Op 18 mei verscheen het boek De gouden jaren van het linkse levensgevoel: het verhaal van Vrij Nederland door John Jansen van Galen. Oud-redacteuren van VN tippen hun favoriete verhaal. Vandaag: Jos Slats over zijn werk, zijn bron en zijn verloofde.

‘Veel te gevaarlijk,’ oordeelde zijn voormalige runner, CID-er Joost van Vondel. Hij zorgde zelfs voor geld (van een andere criminele infiltrant) om te voorkomen dat de rol van de burgerinformant ‘sapman/limonandeman’ bij de commissie-Van Traa uit de doeken werd gedaan. Ook wilde hij voorkomen dat de man sprak met de rijksrecherche over ‘zijn rol’ in het ‘traject’. Van Traa hoorde Van Vondel over zijn gedrag en motieven. Alleen Sapman zelf, de limonadefabrikant, kwam nog niet in het openbaar aan het woord. ‘Wie kan ik zeggen?’ informeert de telefoniste. Dan de stem van ‘Sapman’. Hij schrikt. ‘Hoe komt u aan mijn naam?’ Wil bedenktijd. ‘Bel vanmiddag om vier uur maar terug.’ Tegen die tijd kan ik ook in België zijn. Vier uur later loop ik ongehinderd het kantoortje binnen van een van de geheimzinnige hoofdrolspelers uit het IRT-drama, de man die zegt voor zijn leven te moeten vrezen als zijn naam in de openbaarheid komt.

Een industrieterrein zoals andere industrieterreinen.
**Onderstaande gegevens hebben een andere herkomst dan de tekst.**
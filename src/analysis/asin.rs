/// A value is an ASIN when, after trimming and lower-casing, it starts with
/// "b0" and is exactly 10 characters. Applied independently to the targeting
/// expression (rule applicability) and the customer search term (result
/// classification) — two different fields of the same row.
pub fn is_asin(value: &str) -> bool {
    let normalized = value.trim().to_lowercase();
    normalized.chars().count() == 10 && normalized.starts_with("b0")
}

#[cfg(test)]
mod tests {
    use super::*;

    #[test]
    fn ten_char_b0_values_are_asins() {
        assert!(is_asin("B01ABCDEF0"));
        assert!(is_asin("b07xyz1234"));
        assert!(is_asin("  B09M7K2QL3  "));
    }

    #[test]
    fn wrong_length_is_not_an_asin() {
        assert!(!is_asin("B01ABC"));
        assert!(!is_asin("B01ABCDEF01"));
        assert!(!is_asin(""));
    }

    #[test]
    fn wrong_prefix_is_not_an_asin() {
        assert!(!is_asin("A01ABCDEF0"));
        assert!(!is_asin("blue shoes"));
        assert!(!is_asin("0B1ABCDEF0"));
    }
}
Loodsen van golfplaten met kantoortjes waarvan de pui is bekleed met spiegelend glas. Euro-uniformiteit. Het zou in Frankrijk kunnen liggen, Duitsland of Nederland. Wie er uit het niets wordt gedropt, ziet alleen aan de belettering en nummerplaten van de langs de weg geparkeerde vrachtwagens dat het bedrijvenpark zich op Belgisch grondgebied bevindt.
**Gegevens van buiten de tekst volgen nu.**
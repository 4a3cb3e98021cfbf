//! Header normalization: maps varied source-report spellings onto one
//! canonical schema. Unmatched headers pass through unchanged.

use super::parse::RawTable;

// ---------------------------------------------------------------------------
// Canonical column names
// ---------------------------------------------------------------------------

pub const COL_DATE: &str = "Date";
pub const COL_CAMPAIGN: &str = "Campaign Name";
pub const COL_AD_GROUP: &str = "Ad Group Name";
pub const COL_PORTFOLIO: &str = "Portfolio";
pub const COL_TARGETING: &str = "Targeting";
pub const COL_MATCH_TYPE: &str = "Match Type";
pub const COL_SEARCH_TERM: &str = "Customer Search Term";
pub const COL_IMPRESSIONS: &str = "Impressions";
pub const COL_CLICKS: &str = "Clicks";
pub const COL_SPEND: &str = "Spend";
pub const COL_SALES: &str = "Sales";
pub const COL_ORDERS: &str = "Orders";
pub const COL_UNITS: &str = "Units";
pub const COL_ACOS: &str = "ACOS";
pub const COL_ROAS: &str = "ROAS";
pub const COL_CTR: &str = "CTR";
pub const COL_CPC: &str = "CPC";
pub const COL_CONVERSION_RATE: &str = "Conversion Rate";

/// Source-report header variants, keyed by lower-cased trimmed spelling.
const COLUMN_SYNONYMS: &[(&str, &str)] = &[
    // Sales variations
    ("7 day total sales", COL_SALES),
    ("7 day total sales ($)", COL_SALES),
    ("total sales", COL_SALES),
    ("sales", COL_SALES),
    // ACOS variations
    ("total advertising cost of sales (acos)", COL_ACOS),
    ("acos", COL_ACOS),
    ("advertising cost of sales", COL_ACOS),
    // ROAS variations
    ("total return on advertising spend (roas)", COL_ROAS),
    ("roas", COL_ROAS),
    ("return on advertising spend", COL_ROAS),
    // Orders variations
    ("7 day total orders (#)", COL_ORDERS),
    ("7 day total orders", COL_ORDERS),
    ("orders", COL_ORDERS),
    // Units variations
    ("7 day total units (#)", COL_UNITS),
    ("7 day total units", COL_UNITS),
    ("units", COL_UNITS),
    // Conversion rate
    ("7 day conversion rate", COL_CONVERSION_RATE),
    ("conversion rate", COL_CONVERSION_RATE),
    // CPC variations
    ("cost per click (cpc)", COL_CPC),
    ("cpc", COL_CPC),
    ("average cpc", COL_CPC),
    // CTR variations
    ("click-thru rate (ctr)", COL_CTR),
    ("click-through rate", COL_CTR),
    ("ctr", COL_CTR),
    // Portfolio
    ("portfolio name", COL_PORTFOLIO),
    ("portfolio", COL_PORTFOLIO),
];

/// Columns that must be present after normalization for a report to be
/// accepted at all. Everything else degrades gracefully when absent.
pub const REQUIRED_COLUMNS: &[&str] = &[
    COL_CAMPAIGN,
    COL_AD_GROUP,
    COL_TARGETING,
    COL_MATCH_TYPE,
    COL_SEARCH_TERM,
    COL_IMPRESSIONS,
    COL_CLICKS,
    COL_SPEND,
];

// ---------------------------------------------------------------------------
// Normalization
// ---------------------------------------------------------------------------

pub fn canonical_header(header: &str) -> String {
    let key = header.trim().to_lowercase();
    COLUMN_SYNONYMS
        .iter()
        .find(|(variant, _)| *variant == key)
        .map(|(_, canonical)| canonical.to_string())
        .unwrap_or_else(|| header.to_string())
}

pub fn normalize_headers(table: &mut RawTable) {
    for header in &mut table.headers {
        *header = canonical_header(header);
    }
}

/// Ordered list of required canonical columns absent from `headers`.
/// Matching is case/whitespace-insensitive so pre-normalization spellings
/// of the required set also count as present.
pub fn missing_required_columns(headers: &[String]) -> Vec<String> {
    let lowered: Vec<String> = headers.iter().map(|h| h.trim().to_lowercase()).collect();
    REQUIRED_COLUMNS
        .iter()
        .filter(|required| !lowered.iter().any(|h| h == &required.to_lowercase()))
        .map(|required| required.to_string())
        .collect()
}

// ---------------------------------------------------------------------------
// Tests
// ---------------------------------------------------------------------------

#[cfg(test)]
mod tests {
    use super::*;

    #[test]
    fn synonyms_map_to_canonical_names() {
        assert_eq!(canonical_header("7 Day Total Sales ($)"), COL_SALES);
        assert_eq!(
            canonical_header("Total Advertising Cost of Sales (ACOS)"),
            COL_ACOS
        );
        assert_eq!(canonical_header("  acos  "), COL_ACOS);
        assert_eq!(canonical_header("Click-Thru Rate (CTR)"), COL_CTR);
        assert_eq!(canonical_header("Portfolio name"), COL_PORTFOLIO);
    }

    #[test]
    fn unmatched_headers_pass_through() {
        assert_eq!(canonical_header("Campaign Name"), "Campaign Name");
        assert_eq!(canonical_header("Some Custom Column"), "Some Custom Column");
    }

    #[test]
    fn missing_columns_listed_in_required_order() {
        let headers = vec![
            "Campaign Name".to_string(),
            "Targeting".to_string(),
            "Clicks".to_string(),
        ];
        let missing = missing_required_columns(&headers);
        assert_eq!(
            missing,
            vec![
                COL_AD_GROUP.to_string(),
                COL_MATCH_TYPE.to_string(),
                COL_SEARCH_TERM.to_string(),
                COL_IMPRESSIONS.to_string(),
                COL_SPEND.to_string(),
            ]
        );
    }

    #[test]
    fn required_match_ignores_case_and_whitespace() {
        let headers: Vec<String> = REQUIRED_COLUMNS
            .iter()
            .map(|c| format!("  {}  ", c.to_uppercase()))
            .collect();
        assert!(missing_required_columns(&headers).is_empty());
    }
}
In dit geval een paar kilometer buiten de bebouwde kom van een al even inwisselbaar Belgisch provinciestadje. Het is vier uur, vrijdagmiddag. De meeste bedrijven maken een verlaten indruk, afgezien van een enkele bovenmodale personenauto op verder lege parkeerplaatsen voor kantoren. Voor directeuren begint het weekeinde kennelijk wat later.

Waar zit Sapman?

Het huisnummer in het telefoonboek blijkt niet te kloppen. Halverwege dat tweecijferige getal houdt de weg op. Uitgestrekte weilanden en een enkele boerderij. Nog maar een rondje over het industrieterrein. De bewegwijzering brengt geen uitkomst. Op elke hoek staat een bonte verzameling borden – ondernemers spelen ongaarne verstoppertje – maar nergens de naam van Sapmans bedrijf. Natuurlijk nergens een telefooncel te bekennen. Een oprit. En dan zie ik een verzameling plastic vaten aan de zijkant van een wat achteraf gelegen loods, van die blauwe en grijze tonnen waarin restaurants hun etensresten meegeven aan veevoederbedrijven. Voor de varkens. Geen slagboom, geen portier. Om de hoek bij de loods nog meer vaten, oranje metalen oliedrums nu. ‘Citrus juice Brazil.’ Geen bord of lichtbak op de gevel met een bedrijfsnaam. Maar de deur staat wijd open. Binnen schrobben mannen de vloer. Er komt iemand naar buiten met een plastic containertje sinaasappelsap onder de arm. Dit moet het zijn.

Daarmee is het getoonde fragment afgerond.